**RECORDS PROVIDED:**
pub mod classifier;
pub mod enumerations;
pub mod identifier;
pub mod openapi3;
pub mod registry;
pub mod swagger1;
pub mod swagger2;

use std::collections::HashMap;

use serde_json::Value;

use crate::error::{NormalizeError, SchemaError};
use crate::parse;
use crate::view::{Document, Header, Operation};

/// The three supported schema description formats.
#[derive(Debug, Clone, Copy, PartialEq, Eq)]
pub enum Dialect {
    Swagger1,
    Swagger2,
    OpenApi3,
}

/// Inspect the discriminating top-level fields and select exactly one
/// dialect. A document with no recognizable version marker and neither
/// `paths` nor `apis` is rejected outright.
pub fn detect_dialect(value: &Value) -> Result<Dialect, SchemaError> {
    let Some(object) = value.as_object() else {
        return Err(SchemaError::UnrecognizedDialect);
    };

    match object.get("swagger") {
        Some(Value::String(version)) if version.starts_with('1') => Ok(Dialect::Swagger1),
        Some(Value::String(_)) => Ok(Dialect::Swagger2),
        _ => {
            if object.contains_key("openapi") || object.contains_key("paths") {
                Ok(Dialect::OpenApi3)
            } else if object.contains_key("apis") {
                Ok(Dialect::Swagger1)
            } else {
                Err(SchemaError::UnrecognizedDialect)
            }
        }
    }
}

/// Normalize one parsed schema document into the canonical view model.
///
/// Pure and synchronous: one input value in, one [`Document`] out, no shared
/// state across invocations.
pub fn normalize(value: &Value) -> Result<Document, NormalizeError> {
    match detect_dialect(value)? {
        Dialect::Swagger1 => {
            let doc = parse::decode("Swagger 1.0", value)?;
            swagger1::normalize(&doc)
        }
        Dialect::Swagger2 => {
            let doc = parse::decode("Swagger 2.0", value)?;
            swagger2::normalize(&doc)
        }
        Dialect::OpenApi3 => {
            let doc = parse::decode("OpenAPI 3.x", value)?;
            let mut document = openapi3::normalize(&doc)?;
            document.enumerations = enumerations::extract(&doc)?;
            Ok(document)
        }
    }
}

/// Accumulates operations while rejecting identifier collisions, surfacing
/// both conflicting method+path pairs.
pub(crate) struct OperationCollector {
    operations: Vec<Operation>,
    seen: HashMap<String, usize>,
}

impl OperationCollector {
    pub(crate) fn new() -> Self {
        Self {
            operations: Vec::new(),
            seen: HashMap::new(),
        }
    }

    pub(crate) fn push(&mut self, operation: Operation) -> Result<(), NormalizeError> {
        if let Some(&index) = self.seen.get(&operation.method_name) {
            let first = &self.operations[index];
            return Err(NormalizeError::DuplicateOperation {
                name: operation.method_name.clone(),
                first_method: first.method.as_str().to_string(),
                first_path: first.path.clone(),
                second_method: operation.method.as_str().to_string(),
                second_path: operation.path.clone(),
            });
        }
        self.seen
            .insert(operation.method_name.clone(), self.operations.len());
        self.operations.push(operation);
        Ok(())
    }

    pub(crate) fn finish(self) -> Vec<Operation> {
        self.operations
    }
}

/// Build the static request headers implied by `produces`/`consumes`
/// metadata: an `Accept` header listing the produced media types and a
/// `Content-Type` header for the consumed ones, each single-quoted.
pub(crate) fn static_headers(produces: &[String], consumes: &[String]) -> Vec<Header> {
    let mut headers = Vec::new();
    if !produces.is_empty() {
        headers.push(Header {
            name: "Accept".to_string(),
            value: quote_list(produces),
        });
    }
    if !consumes.is_empty() {
        headers.push(Header {
            name: "Content-Type".to_string(),
            value: quote_list(consumes),
        });
    }
    headers
}

fn quote_list(values: &[String]) -> String {
    values
        .iter()
        .map(|v| format!("'{v}'"))
        .collect::<Vec<_>>()
        .join(", ")
}

#[cfg(test)]
mod tests {
    use serde_json::json;

    use super::*;

    #[test]
    fn detects_swagger1_by_version_marker() {
        let doc = json!({ "swagger": "1.0", "apis": [] });
        assert_eq!(detect_dialect(&doc).unwrap(), Dialect::Swagger1);
    }

    #[test]
    fn detects_swagger2_by_version_marker() {
        let doc = json!({ "swagger": "2.0", "info": {}, "paths": {} });
        assert_eq!(detect_dialect(&doc).unwrap(), Dialect::Swagger2);
    }

    #[test]
    fn detects_openapi3_without_swagger_marker() {
        let doc = json!({ "openapi": "3.0.1", "info": {}, "paths": {} });
        assert_eq!(detect_dialect(&doc).unwrap(), Dialect::OpenApi3);
        let bare = json!({ "paths": {} });
        assert_eq!(detect_dialect(&bare).unwrap(), Dialect::OpenApi3);
    }

    #[test]
    fn detects_swagger1_by_apis_section() {
        let doc = json!({ "apis": [] });
        assert_eq!(detect_dialect(&doc).unwrap(), Dialect::Swagger1);
    }

    #[test]
    fn unrecognizable_document_is_rejected() {
        assert!(matches!(
            detect_dialect(&json!({ "title": "not a schema" })),
            Err(SchemaError::UnrecognizedDialect)
        ));
        assert!(matches!(
            detect_dialect(&json!([1, 2, 3])),
            Err(SchemaError::UnrecognizedDialect)
        ));
    }

    #[test]
    fn accept_header_joins_quoted_media_types() {
        let headers = static_headers(
            &["application/json".to_string(), "text/plain".to_string()],
            &[],
        );
        assert_eq!(headers.len(), 1);
        assert_eq!(headers[0].name, "Accept");
        assert_eq!(headers[0].value, "'application/json', 'text/plain'");
    }

    #[test]
    fn consumes_becomes_content_type() {
        let headers = static_headers(&[], &["application/json".to_string()]);
        assert_eq!(headers[0].name, "Content-Type");
        assert_eq!(headers[0].value, "'application/json'");
    }
}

**REQUIREMENT:**
Return exactly, and only, the line containing "#[cfg(test)]" and every line after it through the end of the material.

**TASK RESULT:**
#[cfg(test)]
mod tests {
    use serde_json::json;

    use super::*;

    #[test]
    fn detects_swagger1_by_version_marker() {
        let doc = json!({ "swagger": "1.0", "apis": [] });
        assert_eq!(detect_dialect(&doc).unwrap(), Dialect::Swagger1);
    }

    #[test]
    fn detects_swagger2_by_version_marker() {
        let doc = json!({ "swagger": "2.0", "info": {}, "paths": {} });
        assert_eq!(detect_dialect(&doc).unwrap(), Dialect::Swagger2);
    }

    #[test]
    fn detects_openapi3_without_swagger_marker() {
        let doc = json!({ "openapi": "3.0.1", "info": {}, "paths": {} });
        assert_eq!(detect_dialect(&doc).unwrap(), Dialect::OpenApi3);
        let bare = json!({ "paths": {} });
        assert_eq!(detect_dialect(&bare).unwrap(), Dialect::OpenApi3);
    }

    #[test]
    fn detects_swagger1_by_apis_section() {
        let doc = json!({ "apis": [] });
        assert_eq!(detect_dialect(&doc).unwrap(), Dialect::Swagger1);
    }

    #[test]
    fn unrecognizable_document_is_rejected() {
        assert!(matches!(
            detect_dialect(&json!({ "title": "not a schema" })),
            Err(SchemaError::UnrecognizedDialect)
        ));
        assert!(matches!(
            detect_dialect(&json!([1, 2, 3])),
            Err(SchemaError::UnrecognizedDialect)
        ));
    }

    #[test]
    fn accept_header_joins_quoted_media_types() {
        let headers = static_headers(
            &["application/json".to_string(), "text/plain".to_string()],
            &[],
        );
        assert_eq!(headers.len(), 1);
        assert_eq!(headers[0].name, "Accept");
        assert_eq!(headers[0].value, "'application/json', 'text/plain'");
    }

    #[test]
    fn consumes_becomes_content_type() {
        let headers = static_headers(&[], &["application/json".to_string()]);
        assert_eq!(headers[0].name, "Content-Type");
        assert_eq!(headers[0].value, "'application/json'");
    }
}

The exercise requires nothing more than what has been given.